[MEncoder-users] new doom9 codec comparission (submission)
Corey Hickey
bugfood-ml at fatooh.org
Wed Dec 14 00:10:50 CET 2005
Doom9 Feedback Hotline wrote:
>>Aww, crud. Please do mention that a viable method exists for 3-pass. I'm
>>going to write it up and submit a patch for DOCS/tech/snow.txt.
>
> Well, why the need for 3 passes? Wouldn't a not so smart first pass with
> subsequent passes number 2 and 3 end up okay either way regardless of pass
> 1?
I am 90% sure of the following.
The second pass can meet the target bitrate as long as lmin is
sufficiently low (vqmin is ignored). The second pass of the settings I
gave you came up short because the default lmin=2 was too high. Snow is
more efficient than mpeg-4 and needs to have lower quantizers to use as
much data.
The PSNR and quality of the final pass suffers greatly if the average
bitrate of the previous pass was not reasonably close to the target
bitrate. Also, it's better to have the previous pass' average bitrate be
higher than the target rather than lower (if the absolute value of the
difference is close to the same). For example, with a target bitrate of
581, a first-pass average of 681 would be better than 481, but 570 would
be much better than either just because it's much closer.
In 2-pass encoding, if you don't pick a quantizer that yields bitrate
close to the target bitrate, you don't get good results.
In 3-pass encoding the final pass is working off the average bitrate of
the second pass, which is nearly exact. So, it almost doesn't matter
what quantizer you choose for the first pass. With each subsequent pass,
the ratecontrol converges on the optimal allocation. The convergence is
rapid, so two more passes is sufficient.
> And what would the 3 pass encoding method be?
Ideally, a 3-pass method would work for all cases, regardless of
bitrate. Unfortunately, I can't provide that for two reasons.
1. The default value for lmin, 2, is too high if the movie is too easy
for snow to encode at the target bitrate.
2. Lowering lmin too far results in snow using quantizers for some
scenes that are lower than necessary and forces other scenes to use
higher quantizers. This looks a little bit better in low-motion parts of
the movie and much worse in high-motion parts.
The best compromise I have, at this point, is to use 3-pass encoding and
simply lower lmin when it becomes necessary.
pass 1: vpass=1:vqscale=1
*At this point, make a backup of divx2pass.log.

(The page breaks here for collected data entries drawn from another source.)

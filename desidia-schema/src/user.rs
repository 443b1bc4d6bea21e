use chrono::{DateTime, Utc};
use serde::{Deserialize, Serialize};

/// Role of a user inside the active workspace.
///
/// Declared from most to least privileged, so the derived ordering sorts
/// `Owner` first.
#[derive(
    Debug, Clone, Copy, Default, PartialEq, Eq, PartialOrd, Ord, Hash, Deserialize, Serialize,
)]
#[serde(rename_all = "snake_case")]
pub enum UserRole {
    Owner,
    Admin,
    #[default]
    Member,
    Guest,
}

impl UserRole {
    pub fn as_str(self) -> &'static str {
        match self {
            UserRole::Owner => "owner",
            UserRole::Admin => "admin",
            UserRole::Member => "member",
            UserRole::Guest => "guest",
        }
    }
}

#[derive(Debug, Clone, PartialEq, Deserialize, Serialize)]
#[serde(rename_all = "camelCase", default)]
pub struct UserSettings {
    pub theme: String,
    pub notifications: bool,
    pub language: String,
}

impl Default for UserSettings {
    fn default() -> Self {
        Self {
            theme: "light".to_string(),
            notifications: true,
            language: "en".to_string(),
        }
    }
}

#[derive(Debug, Clone, Default, PartialEq, Deserialize, Serialize)]
#[serde(rename_all = "camelCase", default)]
pub struct User {
    pub id: String,
    #[serde(deserialize_with = "crate::de::null_default")]
    pub email: String,
    #[serde(deserialize_with = "crate::de::null_default")]
    pub name: String,
    pub avatar: Option<String>,
    #[serde(deserialize_with = "crate::de::null_default")]
    pub role: UserRole,
    #[serde(deserialize_with = "crate::de::lenient_datetime")]
    pub created_at: Option<DateTime<Utc>>,
    #[serde(deserialize_with = "crate::de::lenient_datetime")]
    pub updated_at: Option<DateTime<Utc>>,
    #[serde(deserialize_with = "crate::de::lenient_datetime")]
    pub last_active_at: Option<DateTime<Utc>>,
    #[serde(deserialize_with = "crate::de::null_default")]
    pub settings: UserSettings,
}
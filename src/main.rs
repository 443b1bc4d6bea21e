use desidia::Desidia;
use desidia::config::Config;
use desidia::db;
use desidia::stores::ProjectQuery;
use desidia::utils::logging::debug_json;
use desidia_schema::LoginRequest;
use mimalloc::MiMalloc;
use std::sync::Arc;
use tracing::{info, warn};
use tracing_subscriber::{EnvFilter, layer::SubscriberExt, util::SubscriberInitExt};
#[global_allocator]
static GLOBAL: MiMalloc = MiMalloc;

#[tokio::main]
async fn main() -> Result<(), Box<dyn std::error::Error>> {
    let cfg = Config::load()?;

    let env_filter = EnvFilter::try_from_default_env()
        .unwrap_or_else(|_| EnvFilter::new(cfg.basic.loglevel.clone()));
    tracing_subscriber::registry()
        .with(env_filter)
        .with(
            tracing_subscriber::fmt::layer()
                .compact()
                .with_level(true)
                .with_target(false),
        )
        .init();

    info!(
        database_url = %cfg.basic.database_url,
        base_url = %cfg.api.base_url,
        proxy = %cfg.api.proxy.as_ref().map_or("<none>", |u| u.as_str()),
        enable_multiplexing = cfg.api.enable_multiplexing,
        loglevel = %cfg.basic.loglevel,
        "Configuration loaded"
    );

    let storage = db::spawn(&cfg.basic.database_url).await?;
    let mut app = Desidia::new(&cfg.api, Arc::new(storage))?;

    app.session_mut().initialize().await;
    if !app.session().is_authenticated() {
        let Some(login) = cfg.login.as_ref() else {
            warn!("No stored session and no [login] credentials configured; nothing to do");
            return Ok(());
        };
        app.session_mut()
            .login(&LoginRequest {
                email: login.email.clone(),
                password: login.password.clone(),
            })
            .await?;
    }

    let workspaces = app.fetch_workspaces().await?;
    debug_json("workspaces", &workspaces);

    let mut project_count = 0;
    if let Some(workspace_id) = app.workspaces().current_id().map(str::to_string) {
        let projects = app
            .projects_mut()
            .fetch_projects(&workspace_id, &ProjectQuery::default())
            .await?;
        debug_json("projects", projects);
        project_count = projects.len();
    }
    let unread = app.notifications_mut().fetch_unread_count().await?;

    info!(
        user = %app.session().user_name(),
        role = app.session().user_role().as_str(),
        workspaces = workspaces.len(),
        current_workspace = %app.workspaces().current_name(),
        members = app.workspaces().member_count(),
        projects = project_count,
        unread_notifications = unread,
        "Session ready"
    );
    Ok(())
}
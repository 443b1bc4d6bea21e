use chrono::{DateTime, Utc};
use serde::{Deserialize, Deserializer, Serialize};

use crate::user::{User, UserRole};

const DEFAULT_WORKSPACE_ICON: &str = "🏢";
const DEFAULT_WORKSPACE_COLOR: &str = "#8b5cf6";
const DEFAULT_TAG_COLOR: &str = "#6b7280";

#[derive(Debug, Clone, Copy, Default, PartialEq, Eq, Hash, Deserialize, Serialize)]
#[serde(rename_all = "snake_case")]
pub enum ViewType {
    #[default]
    List,
    Kanban,
    Calendar,
    Timeline,
}

#[derive(Debug, Clone, Default, PartialEq, Deserialize, Serialize)]
#[serde(rename_all = "camelCase", default)]
pub struct WorkspaceSettings {
    pub default_view: ViewType,
    pub allow_guest_access: bool,
}

#[derive(Debug, Clone, Default, PartialEq, Deserialize, Serialize)]
#[serde(rename_all = "camelCase", default)]
pub struct WorkspaceMember {
    #[serde(deserialize_with = "crate::de::null_default")]
    pub user_id: String,
    #[serde(deserialize_with = "crate::de::null_default")]
    pub role: UserRole,
    #[serde(deserialize_with = "crate::de::lenient_datetime")]
    pub joined_at: Option<DateTime<Utc>>,
    /// Expanded user record, when the server embeds it.
    pub user: Option<User>,
}

#[derive(Debug, Clone, PartialEq, Deserialize, Serialize)]
#[serde(rename_all = "camelCase", default)]
pub struct Workspace {
    pub id: String,
    #[serde(deserialize_with = "crate::de::null_default")]
    pub name: String,
    #[serde(deserialize_with = "crate::de::null_default")]
    pub slug: String,
    #[serde(deserialize_with = "crate::de::null_default")]
    pub description: String,
    #[serde(deserialize_with = "workspace_icon")]
    pub icon: String,
    #[serde(deserialize_with = "workspace_color")]
    pub color: String,
    pub owner_id: Option<String>,
    #[serde(deserialize_with = "crate::de::null_default")]
    pub members: Vec<WorkspaceMember>,
    #[serde(deserialize_with = "crate::de::null_default")]
    pub settings: WorkspaceSettings,
    #[serde(deserialize_with = "crate::de::lenient_datetime")]
    pub created_at: Option<DateTime<Utc>>,
    #[serde(deserialize_with = "crate::de::lenient_datetime")]
    pub updated_at: Option<DateTime<Utc>>,
}

impl Default for Workspace {
    fn default() -> Self {
        Self {
            id: String::new(),
            name: String::new(),
            slug: String::new(),
            description: String::new(),
            icon: DEFAULT_WORKSPACE_ICON.to_string(),
            color: DEFAULT_WORKSPACE_COLOR.to_string(),
            owner_id: None,
            members: Vec::new(),
            settings: WorkspaceSettings::default(),
            created_at: None,
            updated_at: None,
        }
    }
}

#[derive(Debug, Clone, PartialEq, Deserialize, Serialize)]
#[serde(rename_all = "camelCase", default)]
pub struct Tag {
    pub id: String,
    pub workspace_id: Option<String>,
    #[serde(deserialize_with = "crate::de::null_default")]
    pub name: String,
    #[serde(deserialize_with = "tag_color")]
    pub color: String,
    #[serde(deserialize_with = "crate::de::lenient_datetime")]
    pub created_at: Option<DateTime<Utc>>,
}

impl Default for Tag {
    fn default() -> Self {
        Self {
            id: String::new(),
            workspace_id: None,
            name: String::new(),
            color: DEFAULT_TAG_COLOR.to_string(),
            created_at: None,
        }
    }
}

fn workspace_icon<'de, D: Deserializer<'de>>(deserializer: D) -> Result<String, D::Error> {
    crate::de::string_or(deserializer, DEFAULT_WORKSPACE_ICON)
}

fn workspace_color<'de, D: Deserializer<'de>>(deserializer: D) -> Result<String, D::Error> {
    crate::de::string_or(deserializer, DEFAULT_WORKSPACE_COLOR)
}

fn tag_color<'de, D: Deserializer<'de>>(deserializer: D) -> Result<String, D::Error> {
    crate::de::string_or(deserializer, DEFAULT_TAG_COLOR)
}
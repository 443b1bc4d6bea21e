pub mod config;
pub mod context;
pub mod db;
pub mod error;
pub mod session;
pub mod stores;
pub mod transport;
pub mod utils;
pub mod views;

pub use context::Desidia;
pub use error::{ApiError, DesidiaError, ErrorKind};
pub use session::{Permission, Session};
pub use transport::{ApiRequest, AuthEvent, TokenPair, Transport};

pass 2: vpass=3:vbitrate=xxx:lmin=2 <--that's the default
*Was the target bitrate met? If not, overwrite divx2pass.log with the
backup, lower lmin by 0.2 and try again.
pass 3: vpass=3:vbitrate=xxx:lmin=y.y
Now, you may be wondering how this is better than simply using binary
search to find an appropriate first-pass quantizer and using 2-pass
encoding after that. In many cases (such as my copy of The Matrix at the
specified resolution) it's not necessary to alter lmin. Even if it is
(such as your copy), you can almost always find the right value in one
more attempt. Having lmin too low by a difference of 0.2 has very little
effect on quality, so tuning lmin precisely is not needed. Compare this
to using numerous attempts at the first pass to narrow down vqscale
precisely.
It's not ideal, but the best I have so far.